▸ Exercise:
From the records below, report the number of lines that contain "CustomResponseHandler", and add nothing.

*** Data excerpts ***

//! Request identification.
//!
//! # Responsibilities
//! - Generate a UUID v4 request ID when the client sent none
//! - Echo the ID back on the response
//!
//! # Design Decisions
//! - Request ID added as early as possible for tracing
//! - An incoming `x-request-id` is trusted and kept

use axum::http::{HeaderMap, HeaderValue, Request};
use tower_http::request_id::{MakeRequestId, RequestId};
use uuid::Uuid;

pub const X_REQUEST_ID: &str = "x-request-id";

/// Generates `x-request-id` values.
#[derive(Debug, Clone, Copy, Default)]
pub struct MakeRequestUuidV4;

impl MakeRequestId for MakeRequestUuidV4 {
    fn make_request_id<B>(&mut self, _request: &Request<B>) -> Option<RequestId> {
        let id = Uuid::new_v4().to_string();
        HeaderValue::from_str(&id).ok().map(RequestId::new)
    }
}

/// Request ID of an inbound request, or `"unknown"`.
pub fn request_id(headers: &HeaderMap) -> String {
    headers
        .get(X_REQUEST_ID)
        .and_then(|v| v.to_str().ok())
        .unwrap_or("unknown")
        .to_string()
}
//! End-to-end tests: real listener, real HTTP client.

use std::sync::atomic::{AtomicU32, Ordering};
use std::sync::Arc;
use std::time::Duration;

use custom_response_proxy::handler::{
    from_fn, BoxError, GeneratedResponse, ResponseGenerator, StaticResponseGenerator,
};
use custom_response_proxy::config::ResponseConfig;
use tokio::sync::Notify;

mod common;

#[tokio::test]
async fn serves_generated_status_headers_and_body() {
    let generator = Arc::new(from_fn(|| {
        std::future::ready(Ok(Some(
            GeneratedResponse::new()
                .with_status(201)
                .with_body("ok")
                .with_header("X-Id", "7"),
        )))
    }));
    let server = common::start_server(generator).await;

    let res = common::client()
        .post(server.url("/anything"))
        .send()
        .await
        .expect("server unreachable");

    assert_eq!(res.status(), 201);
    assert_eq!(res.headers()["x-id"], "7");
    assert!(res.headers().contains_key("x-request-id"));
    assert_eq!(res.text().await.unwrap(), "ok");
}

#[tokio::test]
async fn empty_object_yields_bare_200() {
    let generator = Arc::new(from_fn(|| std::future::ready(Ok(Some(GeneratedResponse::default())))));
    let server = common::start_server(generator).await;

    let res = common::client().get(server.url("/")).send().await.unwrap();
    assert_eq!(res.status(), 200);
    assert_eq!(res.text().await.unwrap(), "");
}

#[tokio::test]
async fn missing_object_is_a_server_error() {
    let generator = Arc::new(from_fn(|| std::future::ready(Ok(None))));
    let server = common::start_server(generator).await;

    let res = common::client().get(server.url("/")).send().await.unwrap();
    assert_eq!(res.status(), 500);
}

#[tokio::test]
async fn rejected_generator_is_a_server_error() {
    let generator = Arc::new(from_fn(|| async {
        tokio::time::sleep(Duration::from_millis(20)).await;
        Err::<Option<GeneratedResponse>, BoxError>("upstream API unavailable".into())
    }));
    let server = common::start_server(generator).await;

    let res = common::client().get(server.url("/")).send().await.unwrap();
    assert_eq!(res.status(), 500);
}

#[tokio::test]
async fn generator_runs_once_per_request() {
    let calls = Arc::new(AtomicU32::new(0));
    let counter = Arc::clone(&calls);
    let generator = Arc::new(from_fn(move || {
        let n = counter.fetch_add(1, Ordering::SeqCst) + 1;
        std::future::ready(Ok(Some(GeneratedResponse::new().with_body(n.to_string()))))
    }));
    let server = common::start_server(generator).await;
    let client = common::client();

    for expected in 1..=3 {
        let body = client.get(server.url("/")).send().await.unwrap().text().await.unwrap();
        assert_eq!(body, expected.to_string());
    }
    assert_eq!(calls.load(Ordering::SeqCst), 3);
}

#[tokio::test]
async fn slow_generator_does_not_block_other_requests() {
    let release = Arc::new(Notify::new());
    let gate = Arc::clone(&release);
    let calls = Arc::new(AtomicU32::new(0));
    let counter = Arc::clone(&calls);
    let generator: Arc<dyn ResponseGenerator> = Arc::new(from_fn(move || {
        let first = counter.fetch_add(1, Ordering::SeqCst) == 0;
        let gate = Arc::clone(&gate);
        async move {
            if first {
                gate.notified().await;
            }
            Ok::<_, BoxError>(Some(GeneratedResponse::new().with_body(if first { "slow" } else { "fast" })))
        }
    }));
    let server = common::start_server(generator).await;
    let client = common::client();

    let slow = tokio::spawn({
        let client = client.clone();
        let url = server.url("/slow");
        async move { client.get(url).send().await.unwrap().text().await.unwrap() }
    });
    while calls.load(Ordering::SeqCst) == 0 {
        tokio::time::sleep(Duration::from_millis(5)).await;
    }

    let fast = client.get(server.url("/fast")).send().await.unwrap().text().await.unwrap();
    assert_eq!(fast, "fast");

    release.notify_one();
    assert_eq!(slow.await.unwrap(), "slow");
}

#[tokio::test]
async fn static_generator_serves_configured_response() {
    let generator = Arc::new(StaticResponseGenerator::new(ResponseConfig {
        status_code: Some(503),
        body: Some("6d61696e74656e616e6365".into()),
        encoding: Some("hex".into()),
        headers: [("Retry-After", "120")].into_iter().collect(),
        delay_ms: 10,
    }));
    let server = common::start_server(generator.clone()).await;
    let client = common::client();

    let res = client.get(server.url("/")).send().await.unwrap();
    assert_eq!(res.status(), 503);
    assert_eq!(res.headers()["retry-after"], "120");
    assert_eq!(res.text().await.unwrap(), "maintenance");

    generator.update(ResponseConfig {
        body: Some("back".into()),
        ..ResponseConfig::default()
    });
    let res = client.get(server.url("/")).send().await.unwrap();
    assert_eq!(res.status(), 200);
    assert_eq!(res.text().await.unwrap(), "back");
}
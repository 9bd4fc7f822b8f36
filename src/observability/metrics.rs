//! Metrics collection and exposition.
//!
//! # Metrics
//! - `custom_responses_total` (counter): finished handlers by `outcome`
//! - `custom_response_duration_seconds` (histogram): time from request
//!   arrival to the handler reaching a terminal state, by `outcome`
//! - `custom_response_rejected_total` (counter): requests whose target
//!   could not be resolved

use std::net::SocketAddr;
use std::time::Instant;

use metrics::{counter, histogram};
use metrics_exporter_prometheus::{BuildError, PrometheusBuilder};

use crate::handler::RunState;

/// Start the Prometheus scrape endpoint. Needs a running Tokio runtime.
pub fn init_metrics(addr: SocketAddr) -> Result<(), BuildError> {
    PrometheusBuilder::new().with_http_listener(addr).install()?;
    tracing::info!(address = %addr, "Metrics endpoint listening");
    Ok(())
}

pub fn record_custom_response(state: RunState, start: Instant) {
    let outcome = state.as_str();
    counter!("custom_responses_total", "outcome" => outcome).increment(1);
    histogram!("custom_response_duration_seconds", "outcome" => outcome)
        .record(start.elapsed().as_secs_f64());
}

pub fn record_rejected_target() {
    counter!("custom_response_rejected_total").increment(1);
}
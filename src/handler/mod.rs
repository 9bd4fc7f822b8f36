//! Custom response handling subsystem.
//!
//! # Data Flow
//! ```text
//! Parsed request target (target.rs)
//!     → CustomResponseHandler::run (custom_response.rs)
//!     → ResponseGenerator::generate (generator.rs)
//!     → closed check via Lifecycle (base.rs)
//!     → normalize GeneratedResponse (response.rs, encoding.rs)
//!     → ResponseSink: status, headers, terminating write (base.rs)
//!     → failures funnel to Lifecycle::fail (error.rs)
//! ```
//!
//! # Design Decisions
//! - The handler depends on narrow traits, never on the transport
//! - Per-request state lives on the handler value, nothing is global
//! - No timeouts here; a generator that never resolves stalls its request

pub mod base;
pub mod custom_response;
pub mod encoding;
pub mod error;
pub mod generator;
pub mod response;
pub mod target;

pub use base::{Lifecycle, ResponseSink};
pub use custom_response::{CustomResponseHandler, CustomResponseOptions, RunState};
pub use encoding::TextEncoding;
pub use error::{BoxError, HandlerError};
pub use generator::{from_fn, GeneratorResult, ResponseGenerator, StaticResponseGenerator};
pub use response::{GeneratedResponse, ResponseBody, ResponseHeaders};
pub use target::{TargetDescriptor, TargetError};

*** End of Data excerpts ***

▸ Written solution:
2